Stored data
^^^^^^^^^^^^^^^^
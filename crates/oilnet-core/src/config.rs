//! Configuration loading and typed config structures for an Oilnet game.
//!
//! A game is configured from a YAML file (conventionally `oilnet.yaml`).
//! Every field has a default, so an empty file or no file at all yields a
//! playable game. The seed can be overridden from the environment with
//! `OILNET_SEED` for replaying a specific run.

use std::path::Path;

use rust_decimal::Decimal;
use serde::{Deserialize, Serialize};

/// Environment variable that overrides `game.seed`.
pub const SEED_ENV_VAR: &str = "OILNET_SEED";

/// Errors that can occur when loading configuration.
#[derive(Debug, thiserror::Error)]
pub enum ConfigError {
    /// Failed to read the configuration file from disk.
    #[error("failed to read config file: {source}")]
    Io {
        /// The underlying I/O error.
        #[from]
        source: std::io::Error,
    },

    /// Failed to parse YAML content.
    #[error("failed to parse config YAML: {source}")]
    Yaml {
        /// The underlying YAML parse error.
        source: serde_yml::Error,
    },

    /// The configuration parsed but describes an unplayable game.
    #[error("invalid configuration: {reason}")]
    Invalid {
        /// Explanation of what is wrong.
        reason: String,
    },
}

impl From<serde_yml::Error> for ConfigError {
    fn from(source: serde_yml::Error) -> Self {
        Self::Yaml { source }
    }
}

/// Top-level game configuration.
#[derive(Debug, Clone, Default, PartialEq, Eq, Serialize, Deserialize)]
pub struct GameConfig {
    /// Game length, seed, and players.
    #[serde(default)]
    pub game: GameSection,

    /// Price walk, demand, and terminal parameters.
    #[serde(default)]
    pub market: MarketConfig,

    /// Construction prices for player-built assets.
    #[serde(default)]
    pub construction: ConstructionConfig,

    /// Logging configuration.
    #[serde(default)]
    pub logging: LoggingConfig,
}

impl GameConfig {
    /// Load configuration from a YAML file at the given path.
    ///
    /// `OILNET_SEED` overrides `game.seed` when set.
    ///
    /// # Errors
    ///
    /// Returns [`ConfigError::Io`] if the file cannot be read,
    /// [`ConfigError::Yaml`] if the content is not valid YAML, or
    /// [`ConfigError::Invalid`] if `OILNET_SEED` is not a number.
    pub fn from_file(path: &Path) -> Result<Self, ConfigError> {
        let contents = std::fs::read_to_string(path)?;
        Self::parse(&contents)
    }

    /// Parse configuration from a YAML string.
    ///
    /// # Errors
    ///
    /// Returns [`ConfigError::Yaml`] if the string is not valid YAML, or
    /// [`ConfigError::Invalid`] if `OILNET_SEED` is set but not a number.
    pub fn parse(yaml: &str) -> Result<Self, ConfigError> {
        let mut config: Self = if yaml.trim().is_empty() {
            Self::default()
        } else {
            serde_yml::from_str(yaml)?
        };
        config.apply_env_overrides()?;
        Ok(config)
    }

    /// Override values from the environment.
    ///
    /// # Errors
    ///
    /// Returns [`ConfigError::Invalid`] if `OILNET_SEED` is not a `u64`.
    fn apply_env_overrides(&mut self) -> Result<(), ConfigError> {
        if let Ok(val) = std::env::var(SEED_ENV_VAR) {
            self.game.seed = val.trim().parse().map_err(|err| ConfigError::Invalid {
                reason: format!("{SEED_ENV_VAR}={val:?} is not a valid seed: {err}"),
            })?;
        }
        Ok(())
    }

    /// Reject configurations that cannot produce a meaningful game.
    ///
    /// # Errors
    ///
    /// Returns [`ConfigError::Invalid`] naming the first problem found.
    pub fn validate(&self) -> Result<(), ConfigError> {
        if self.game.turn_limit == 0 {
            return Err(invalid("game.turn_limit must be at least 1"));
        }
        if self.game.players.is_empty() {
            return Err(invalid("game.players must name at least one player"));
        }
        if self.game.starting_cash.is_sign_negative() {
            return Err(invalid("game.starting_cash must not be negative"));
        }

        let market = &self.market;
        let non_negative = [
            ("market.crude_price", market.crude_price),
            ("market.refined_price", market.refined_price),
            ("market.price_floor", market.price_floor),
            ("market.price_ceiling", market.price_ceiling),
            ("market.volatility", market.volatility),
            ("market.refined_margin", market.refined_margin),
            ("market.reference_price", market.reference_price),
            ("market.elasticity", market.elasticity),
            ("market.terminal_fee", market.terminal_fee),
            ("market.demand_jitter", market.demand_jitter),
            ("construction.refinery_cost", self.construction.refinery_cost),
            ("construction.upgrade_cost", self.construction.upgrade_cost),
            ("construction.pipeline_cost_per_unit", self.construction.pipeline_cost_per_unit),
            ("construction.pipeline_capacity", self.construction.pipeline_capacity),
            ("construction.pipeline_fee", self.construction.pipeline_fee),
            ("construction.refinery_fee", self.construction.refinery_fee),
        ];
        if let Some((name, _)) = non_negative.iter().find(|(_, v)| v.is_sign_negative()) {
            return Err(invalid(&format!("{name} must not be negative")));
        }

        if market.price_floor > market.price_ceiling {
            return Err(invalid("market.price_floor must not exceed market.price_ceiling"));
        }
        if market.reference_price.is_zero() {
            return Err(invalid("market.reference_price must be positive"));
        }
        Ok(())
    }
}

fn invalid(reason: &str) -> ConfigError {
    ConfigError::Invalid {
        reason: reason.to_owned(),
    }
}

/// Game length, seed, and players.
#[derive(Debug, Clone, PartialEq, Eq, Serialize, Deserialize)]
pub struct GameSection {
    /// Human-readable game name.
    #[serde(default = "default_game_name")]
    pub name: String,

    /// Random seed for the price walk and demand jitter.
    #[serde(default = "default_seed")]
    pub seed: u64,

    /// Number of turns before the game ends.
    #[serde(default = "default_turn_limit")]
    pub turn_limit: u64,

    /// Cash each player starts with.
    #[serde(default = "default_starting_cash")]
    pub starting_cash: Decimal,

    /// Player names; ids are assigned from 1 in this order.
    #[serde(default = "default_players")]
    pub players: Vec<String>,
}

impl Default for GameSection {
    fn default() -> Self {
        Self {
            name: default_game_name(),
            seed: default_seed(),
            turn_limit: default_turn_limit(),
            starting_cash: default_starting_cash(),
            players: default_players(),
        }
    }
}

/// Market parameters.
#[derive(Debug, Clone, PartialEq, Eq, Serialize, Deserialize)]
pub struct MarketConfig {
    /// Opening crude price per barrel.
    #[serde(default = "default_crude_price")]
    pub crude_price: Decimal,

    /// Opening refined price per barrel.
    #[serde(default = "default_refined_price")]
    pub refined_price: Decimal,

    /// Lowest price the walk may reach.
    #[serde(default = "default_price_floor")]
    pub price_floor: Decimal,

    /// Highest price the walk may reach.
    #[serde(default = "default_price_ceiling")]
    pub price_ceiling: Decimal,

    /// Largest relative price move per turn (0.05 = 5%).
    #[serde(default = "default_volatility")]
    pub volatility: Decimal,

    /// Margin restored when refined falls below crude.
    #[serde(default = "default_refined_margin")]
    pub refined_margin: Decimal,

    /// Price at which a node's demand equals its base demand.
    #[serde(default = "default_reference_price")]
    pub reference_price: Decimal,

    /// Demand elasticity exponent.
    #[serde(default = "default_elasticity")]
    pub elasticity: Decimal,

    /// Default per-barrel terminal fee.
    #[serde(default = "default_terminal_fee")]
    pub terminal_fee: Decimal,

    /// Largest additive noise on a node's growth rate per turn.
    #[serde(default = "default_demand_jitter")]
    pub demand_jitter: Decimal,

    /// Export unsold well capacity through terminals.
    #[serde(default)]
    pub export_surplus: bool,
}

impl Default for MarketConfig {
    fn default() -> Self {
        Self {
            crude_price: default_crude_price(),
            refined_price: default_refined_price(),
            price_floor: default_price_floor(),
            price_ceiling: default_price_ceiling(),
            volatility: default_volatility(),
            refined_margin: default_refined_margin(),
            reference_price: default_reference_price(),
            elasticity: default_elasticity(),
            terminal_fee: default_terminal_fee(),
            demand_jitter: default_demand_jitter(),
            export_surplus: false,
        }
    }
}

/// Construction prices. Well prices live on each production site.
#[derive(Debug, Clone, PartialEq, Eq, Serialize, Deserialize)]
pub struct ConstructionConfig {
    /// Price of a new refinery.
    #[serde(default = "default_refinery_cost")]
    pub refinery_cost: Decimal,

    /// Price of one upgrade, multiplied by the level being reached.
    #[serde(default = "default_upgrade_cost")]
    pub upgrade_cost: Decimal,

    /// Pipeline price per unit of the edge's road cost.
    #[serde(default = "default_pipeline_cost_per_unit")]
    pub pipeline_cost_per_unit: Decimal,

    /// Rated capacity of a new pipeline.
    #[serde(default = "default_pipeline_capacity")]
    pub pipeline_capacity: Decimal,

    /// Opening fee of a new pipeline.
    #[serde(default = "default_pipeline_fee")]
    pub pipeline_fee: Decimal,

    /// Opening processing fee of a new refinery.
    #[serde(default = "default_refinery_fee")]
    pub refinery_fee: Decimal,
}

impl Default for ConstructionConfig {
    fn default() -> Self {
        Self {
            refinery_cost: default_refinery_cost(),
            upgrade_cost: default_upgrade_cost(),
            pipeline_cost_per_unit: default_pipeline_cost_per_unit(),
            pipeline_capacity: default_pipeline_capacity(),
            pipeline_fee: default_pipeline_fee(),
            refinery_fee: default_refinery_fee(),
        }
    }
}

/// Logging configuration.
#[derive(Debug, Clone, PartialEq, Eq, Serialize, Deserialize)]
pub struct LoggingConfig {
    /// Log level (trace, debug, info, warn, error); `RUST_LOG` wins when set.
    #[serde(default = "default_log_level")]
    pub level: String,

    /// Emit JSON lines instead of human-readable output.
    #[serde(default)]
    pub json: bool,
}

impl Default for LoggingConfig {
    fn default() -> Self {
        Self {
            level: default_log_level(),
            json: false,
        }
    }
}

// ---------------------------------------------------------------------------
// Defaults
// ---------------------------------------------------------------------------

fn default_game_name() -> String {
    "Oilnet".to_owned()
}

const fn default_seed() -> u64 {
    42
}

const fn default_turn_limit() -> u64 {
    40
}

fn default_starting_cash() -> Decimal {
    Decimal::new(20_000, 0)
}

fn default_players() -> Vec<String> {
    vec!["Alice".to_owned(), "Bob".to_owned()]
}

fn default_crude_price() -> Decimal {
    Decimal::new(20, 0)
}

fn default_refined_price() -> Decimal {
    Decimal::new(35, 0)
}

fn default_price_floor() -> Decimal {
    Decimal::new(5, 0)
}

fn default_price_ceiling() -> Decimal {
    Decimal::new(120, 0)
}

fn default_volatility() -> Decimal {
    Decimal::new(5, 2)
}

fn default_refined_margin() -> Decimal {
    Decimal::new(5, 0)
}

fn default_reference_price() -> Decimal {
    Decimal::new(35, 0)
}

fn default_elasticity() -> Decimal {
    Decimal::new(5, 1)
}

fn default_terminal_fee() -> Decimal {
    Decimal::new(3, 0)
}

fn default_demand_jitter() -> Decimal {
    Decimal::new(5, 3)
}

fn default_refinery_cost() -> Decimal {
    Decimal::new(6000, 0)
}

fn default_upgrade_cost() -> Decimal {
    Decimal::new(4000, 0)
}

fn default_pipeline_cost_per_unit() -> Decimal {
    Decimal::new(500, 0)
}

fn default_pipeline_capacity() -> Decimal {
    Decimal::new(150, 0)
}

fn default_pipeline_fee() -> Decimal {
    Decimal::new(1, 0)
}

fn default_refinery_fee() -> Decimal {
    Decimal::new(2, 0)
}

fn default_log_level() -> String {
    "info".to_owned()
}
^^^^^^^^^^^^^^^^
== Task goal ==
Quote exactly the stretch of lines above that starts at the first one and ends at the line with "the environment with", and nothing beyond it.

== Reply ==
filename crates/oilnet-core/src/config.rs
//! Configuration loading and typed config structures for an Oilnet game.
//!
//! A game is configured from a YAML file (conventionally `oilnet.yaml`).
//! Every field has a default, so an empty file or no file at all yields a
//! playable game. The seed can be overridden from the environment with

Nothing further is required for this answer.